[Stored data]
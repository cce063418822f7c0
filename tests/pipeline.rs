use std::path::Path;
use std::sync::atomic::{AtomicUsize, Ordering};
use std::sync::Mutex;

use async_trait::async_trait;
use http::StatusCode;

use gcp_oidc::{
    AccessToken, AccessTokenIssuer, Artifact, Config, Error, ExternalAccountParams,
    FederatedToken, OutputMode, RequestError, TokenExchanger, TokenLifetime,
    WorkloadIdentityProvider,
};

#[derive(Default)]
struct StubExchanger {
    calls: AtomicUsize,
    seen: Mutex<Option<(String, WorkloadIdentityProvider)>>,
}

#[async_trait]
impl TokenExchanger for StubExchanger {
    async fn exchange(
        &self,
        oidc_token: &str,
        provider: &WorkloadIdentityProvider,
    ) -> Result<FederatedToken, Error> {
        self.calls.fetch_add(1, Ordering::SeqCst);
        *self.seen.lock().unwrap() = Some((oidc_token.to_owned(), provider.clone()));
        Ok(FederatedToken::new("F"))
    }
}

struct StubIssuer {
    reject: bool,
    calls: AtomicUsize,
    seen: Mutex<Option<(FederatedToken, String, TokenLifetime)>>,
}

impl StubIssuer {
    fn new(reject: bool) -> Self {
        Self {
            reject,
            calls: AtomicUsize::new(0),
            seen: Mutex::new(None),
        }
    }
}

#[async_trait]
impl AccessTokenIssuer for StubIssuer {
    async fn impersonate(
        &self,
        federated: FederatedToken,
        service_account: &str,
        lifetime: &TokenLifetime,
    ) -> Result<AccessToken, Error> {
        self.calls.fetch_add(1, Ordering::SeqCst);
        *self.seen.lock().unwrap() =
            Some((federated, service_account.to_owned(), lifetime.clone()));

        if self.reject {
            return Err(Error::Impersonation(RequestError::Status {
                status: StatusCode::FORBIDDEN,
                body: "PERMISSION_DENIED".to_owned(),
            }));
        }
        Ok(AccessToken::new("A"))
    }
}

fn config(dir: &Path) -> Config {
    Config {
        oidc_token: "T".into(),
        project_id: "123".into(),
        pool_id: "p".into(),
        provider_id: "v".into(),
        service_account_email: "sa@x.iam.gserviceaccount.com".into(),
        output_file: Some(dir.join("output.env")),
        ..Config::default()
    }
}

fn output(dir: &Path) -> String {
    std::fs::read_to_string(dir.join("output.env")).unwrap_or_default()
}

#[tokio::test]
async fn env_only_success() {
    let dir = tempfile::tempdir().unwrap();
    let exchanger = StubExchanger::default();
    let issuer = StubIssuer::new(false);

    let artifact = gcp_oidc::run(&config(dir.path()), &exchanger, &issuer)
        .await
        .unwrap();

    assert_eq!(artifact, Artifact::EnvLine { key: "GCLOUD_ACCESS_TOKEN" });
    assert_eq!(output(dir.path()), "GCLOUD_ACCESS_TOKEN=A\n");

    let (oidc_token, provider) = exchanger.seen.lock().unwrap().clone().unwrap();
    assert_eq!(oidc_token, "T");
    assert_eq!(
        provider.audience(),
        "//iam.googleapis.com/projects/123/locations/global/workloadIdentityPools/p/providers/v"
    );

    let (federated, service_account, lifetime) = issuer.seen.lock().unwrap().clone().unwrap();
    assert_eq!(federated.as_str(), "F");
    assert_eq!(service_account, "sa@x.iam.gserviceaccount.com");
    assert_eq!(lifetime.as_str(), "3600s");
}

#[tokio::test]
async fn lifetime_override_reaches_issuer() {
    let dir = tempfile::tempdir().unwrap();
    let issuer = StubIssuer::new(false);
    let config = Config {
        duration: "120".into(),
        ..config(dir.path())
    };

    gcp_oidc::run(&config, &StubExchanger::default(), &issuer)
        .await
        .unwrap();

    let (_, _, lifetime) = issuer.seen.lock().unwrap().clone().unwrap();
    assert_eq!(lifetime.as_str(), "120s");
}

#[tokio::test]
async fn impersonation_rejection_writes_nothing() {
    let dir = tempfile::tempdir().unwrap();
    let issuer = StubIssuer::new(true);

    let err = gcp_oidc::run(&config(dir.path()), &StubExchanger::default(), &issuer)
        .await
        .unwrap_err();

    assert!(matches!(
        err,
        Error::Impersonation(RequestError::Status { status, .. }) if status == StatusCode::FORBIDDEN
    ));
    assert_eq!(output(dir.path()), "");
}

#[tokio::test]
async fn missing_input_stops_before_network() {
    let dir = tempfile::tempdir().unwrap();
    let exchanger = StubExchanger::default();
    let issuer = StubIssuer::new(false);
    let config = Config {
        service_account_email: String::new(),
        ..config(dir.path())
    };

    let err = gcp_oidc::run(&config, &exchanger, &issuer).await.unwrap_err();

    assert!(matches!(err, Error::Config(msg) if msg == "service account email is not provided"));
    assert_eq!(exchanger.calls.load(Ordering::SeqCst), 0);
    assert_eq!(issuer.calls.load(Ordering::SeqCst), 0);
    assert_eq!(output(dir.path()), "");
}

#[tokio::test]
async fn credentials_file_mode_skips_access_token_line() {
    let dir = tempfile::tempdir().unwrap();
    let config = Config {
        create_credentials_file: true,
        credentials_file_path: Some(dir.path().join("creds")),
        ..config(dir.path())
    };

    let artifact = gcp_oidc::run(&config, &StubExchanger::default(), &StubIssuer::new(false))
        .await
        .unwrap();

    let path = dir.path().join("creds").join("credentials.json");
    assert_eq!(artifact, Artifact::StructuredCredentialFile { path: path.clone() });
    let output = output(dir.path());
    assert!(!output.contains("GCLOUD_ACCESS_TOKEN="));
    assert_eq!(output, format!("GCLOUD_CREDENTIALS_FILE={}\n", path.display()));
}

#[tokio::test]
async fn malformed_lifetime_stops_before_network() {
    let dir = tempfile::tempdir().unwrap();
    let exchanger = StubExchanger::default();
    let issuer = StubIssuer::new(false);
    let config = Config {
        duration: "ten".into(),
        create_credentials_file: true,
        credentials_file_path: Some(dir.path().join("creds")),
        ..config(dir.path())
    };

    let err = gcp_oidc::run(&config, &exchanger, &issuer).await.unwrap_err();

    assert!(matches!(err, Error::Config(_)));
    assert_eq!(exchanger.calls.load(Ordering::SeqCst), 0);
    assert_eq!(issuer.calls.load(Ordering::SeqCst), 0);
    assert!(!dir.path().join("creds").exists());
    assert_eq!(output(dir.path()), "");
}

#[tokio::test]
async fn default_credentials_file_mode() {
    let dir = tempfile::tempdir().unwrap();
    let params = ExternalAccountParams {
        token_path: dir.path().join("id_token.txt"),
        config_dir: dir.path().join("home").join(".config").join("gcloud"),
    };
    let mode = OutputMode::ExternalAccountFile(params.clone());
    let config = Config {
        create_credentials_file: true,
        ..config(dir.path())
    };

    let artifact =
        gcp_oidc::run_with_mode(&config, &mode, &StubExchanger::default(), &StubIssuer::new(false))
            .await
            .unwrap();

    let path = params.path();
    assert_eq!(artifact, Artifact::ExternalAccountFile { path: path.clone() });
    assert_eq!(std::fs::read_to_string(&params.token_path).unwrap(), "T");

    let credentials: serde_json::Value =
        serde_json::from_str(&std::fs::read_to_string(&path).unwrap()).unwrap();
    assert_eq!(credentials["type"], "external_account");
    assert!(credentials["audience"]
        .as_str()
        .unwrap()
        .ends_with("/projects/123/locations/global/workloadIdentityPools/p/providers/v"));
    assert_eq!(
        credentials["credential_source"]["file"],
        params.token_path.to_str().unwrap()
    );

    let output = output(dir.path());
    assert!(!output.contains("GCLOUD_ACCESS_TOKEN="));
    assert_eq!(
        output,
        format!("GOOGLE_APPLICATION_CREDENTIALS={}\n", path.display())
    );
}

▶ **Task objective**
Repeat the whole of the data above exactly, keeping every word.

▶ **Result of the exercise**
repository cce063418822f7c0
filename tests/pipeline.rs
use std::path::Path;
use std::sync::atomic::{AtomicUsize, Ordering};
use std::sync::Mutex;

use async_trait::async_trait;
use http::StatusCode;

use gcp_oidc::{
    AccessToken, AccessTokenIssuer, Artifact, Config, Error, ExternalAccountParams,
    FederatedToken, OutputMode, RequestError, TokenExchanger, TokenLifetime,
    WorkloadIdentityProvider,
};

#[derive(Default)]
struct StubExchanger {
    calls: AtomicUsize,
    seen: Mutex<Option<(String, WorkloadIdentityProvider)>>,
}

#[async_trait]
impl TokenExchanger for StubExchanger {
    async fn exchange(
        &self,
        oidc_token: &str,
        provider: &WorkloadIdentityProvider,
    ) -> Result<FederatedToken, Error> {
        self.calls.fetch_add(1, Ordering::SeqCst);
        *self.seen.lock().unwrap() = Some((oidc_token.to_owned(), provider.clone()));
        Ok(FederatedToken::new("F"))
    }
}

struct StubIssuer {
    reject: bool,
    calls: AtomicUsize,
    seen: Mutex<Option<(FederatedToken, String, TokenLifetime)>>,
}

impl StubIssuer {
    fn new(reject: bool) -> Self {
        Self {
            reject,
            calls: AtomicUsize::new(0),
            seen: Mutex::new(None),
        }
    }
}

#[async_trait]
impl AccessTokenIssuer for StubIssuer {
    async fn impersonate(
        &self,
        federated: FederatedToken,
        service_account: &str,
        lifetime: &TokenLifetime,
    ) -> Result<AccessToken, Error> {
        self.calls.fetch_add(1, Ordering::SeqCst);
        *self.seen.lock().unwrap() =
            Some((federated, service_account.to_owned(), lifetime.clone()));

        if self.reject {
            return Err(Error::Impersonation(RequestError::Status {
                status: StatusCode::FORBIDDEN,
                body: "PERMISSION_DENIED".to_owned(),
            }));
        }
        Ok(AccessToken::new("A"))
    }
}

fn config(dir: &Path) -> Config {
    Config {
        oidc_token: "T".into(),
        project_id: "123".into(),
        pool_id: "p".into(),
        provider_id: "v".into(),
        service_account_email: "sa@x.iam.gserviceaccount.com".into(),
        output_file: Some(dir.join("output.env")),
        ..Config::default()
    }
}

fn output(dir: &Path) -> String {
    std::fs::read_to_string(dir.join("output.env")).unwrap_or_default()
}

#[tokio::test]
async fn env_only_success() {
    let dir = tempfile::tempdir().unwrap();
    let exchanger = StubExchanger::default();
    let issuer = StubIssuer::new(false);

    let artifact = gcp_oidc::run(&config(dir.path()), &exchanger, &issuer)
        .await
        .unwrap();

    assert_eq!(artifact, Artifact::EnvLine { key: "GCLOUD_ACCESS_TOKEN" });
    assert_eq!(output(dir.path()), "GCLOUD_ACCESS_TOKEN=A\n");

    let (oidc_token, provider) = exchanger.seen.lock().unwrap().clone().unwrap();
    assert_eq!(oidc_token, "T");
    assert_eq!(
        provider.audience(),
        "//iam.googleapis.com/projects/123/locations/global/workloadIdentityPools/p/providers/v"
    );

    let (federated, service_account, lifetime) = issuer.seen.lock().unwrap().clone().unwrap();
    assert_eq!(federated.as_str(), "F");
    assert_eq!(service_account, "sa@x.iam.gserviceaccount.com");
    assert_eq!(lifetime.as_str(), "3600s");
}

#[tokio::test]
async fn lifetime_override_reaches_issuer() {
    let dir = tempfile::tempdir().unwrap();
    let issuer = StubIssuer::new(false);
    let config = Config {
        duration: "120".into(),
        ..config(dir.path())
    };

    gcp_oidc::run(&config, &StubExchanger::default(), &issuer)
        .await
        .unwrap();

    let (_, _, lifetime) = issuer.seen.lock().unwrap().clone().unwrap();
    assert_eq!(lifetime.as_str(), "120s");
}

#[tokio::test]
async fn impersonation_rejection_writes_nothing() {
    let dir = tempfile::tempdir().unwrap();
    let issuer = StubIssuer::new(true);

    let err = gcp_oidc::run(&config(dir.path()), &StubExchanger::default(), &issuer)
        .await
        .unwrap_err();

    assert!(matches!(
        err,
        Error::Impersonation(RequestError::Status { status, .. }) if status == StatusCode::FORBIDDEN
    ));
    assert_eq!(output(dir.path()), "");
}

#[tokio::test]
async fn missing_input_stops_before_network() {
    let dir = tempfile::tempdir().unwrap();
    let exchanger = StubExchanger::default();
    let issuer = StubIssuer::new(false);
    let config = Config {
        service_account_email: String::new(),
        ..config(dir.path())
    };

    let err = gcp_oidc::run(&config, &exchanger, &issuer).await.unwrap_err();

    assert!(matches!(err, Error::Config(msg) if msg == "service account email is not provided"));
    assert_eq!(exchanger.calls.load(Ordering::SeqCst), 0);
    assert_eq!(issuer.calls.load(Ordering::SeqCst), 0);
    assert_eq!(output(dir.path()), "");
}

#[tokio::test]
async fn credentials_file_mode_skips_access_token_line() {
    let dir = tempfile::tempdir().unwrap();
    let config = Config {
        create_credentials_file: true,
        credentials_file_path: Some(dir.path().join("creds")),
        ..config(dir.path())
    };

    let artifact = gcp_oidc::run(&config, &StubExchanger::default(), &StubIssuer::new(false))
        .await
        .unwrap();

    let path = dir.path().join("creds").join("credentials.json");
    assert_eq!(artifact, Artifact::StructuredCredentialFile { path: path.clone() });
    let output = output(dir.path());
    assert!(!output.contains("GCLOUD_ACCESS_TOKEN="));
    assert_eq!(output, format!("GCLOUD_CREDENTIALS_FILE={}\n", path.display()));
}

#[tokio::test]
async fn malformed_lifetime_stops_before_network() {
    let dir = tempfile::tempdir().unwrap();
    let exchanger = StubExchanger::default();
    let issuer = StubIssuer::new(false);
    let config = Config {
        duration: "ten".into(),
        create_credentials_file: true,
        credentials_file_path: Some(dir.path().join("creds")),
        ..config(dir.path())
    };

    let err = gcp_oidc::run(&config, &exchanger, &issuer).await.unwrap_err();

    assert!(matches!(err, Error::Config(_)));
    assert_eq!(exchanger.calls.load(Ordering::SeqCst), 0);
    assert_eq!(issuer.calls.load(Ordering::SeqCst), 0);
    assert!(!dir.path().join("creds").exists());
    assert_eq!(output(dir.path()), "");
}

#[tokio::test]
async fn default_credentials_file_mode() {
    let dir = tempfile::tempdir().unwrap();
    let params = ExternalAccountParams {
        token_path: dir.path().join("id_token.txt"),
        config_dir: dir.path().join("home").join(".config").join("gcloud"),
    };
    let mode = OutputMode::ExternalAccountFile(params.clone());
    let config = Config {
        create_credentials_file: true,
        ..config(dir.path())
    };

    let artifact =
        gcp_oidc::run_with_mode(&config, &mode, &StubExchanger::default(), &StubIssuer::new(false))
            .await
            .unwrap();

    let path = params.path();
    assert_eq!(artifact, Artifact::ExternalAccountFile { path: path.clone() });
    assert_eq!(std::fs::read_to_string(&params.token_path).unwrap(), "T");

    let credentials: serde_json::Value =
        serde_json::from_str(&std::fs::read_to_string(&path).unwrap()).unwrap();
    assert_eq!(credentials["type"], "external_account");
    assert!(credentials["audience"]
        .as_str()
        .unwrap()
        .ends_with("/projects/123/locations/global/workloadIdentityPools/p/providers/v"));
    assert_eq!(
        credentials["credential_source"]["file"],
        params.token_path.to_str().unwrap()
    );

    let output = output(dir.path());
    assert!(!output.contains("GCLOUD_ACCESS_TOKEN="));
    assert_eq!(
        output,
        format!("GOOGLE_APPLICATION_CREDENTIALS={}\n", path.display())
    );
}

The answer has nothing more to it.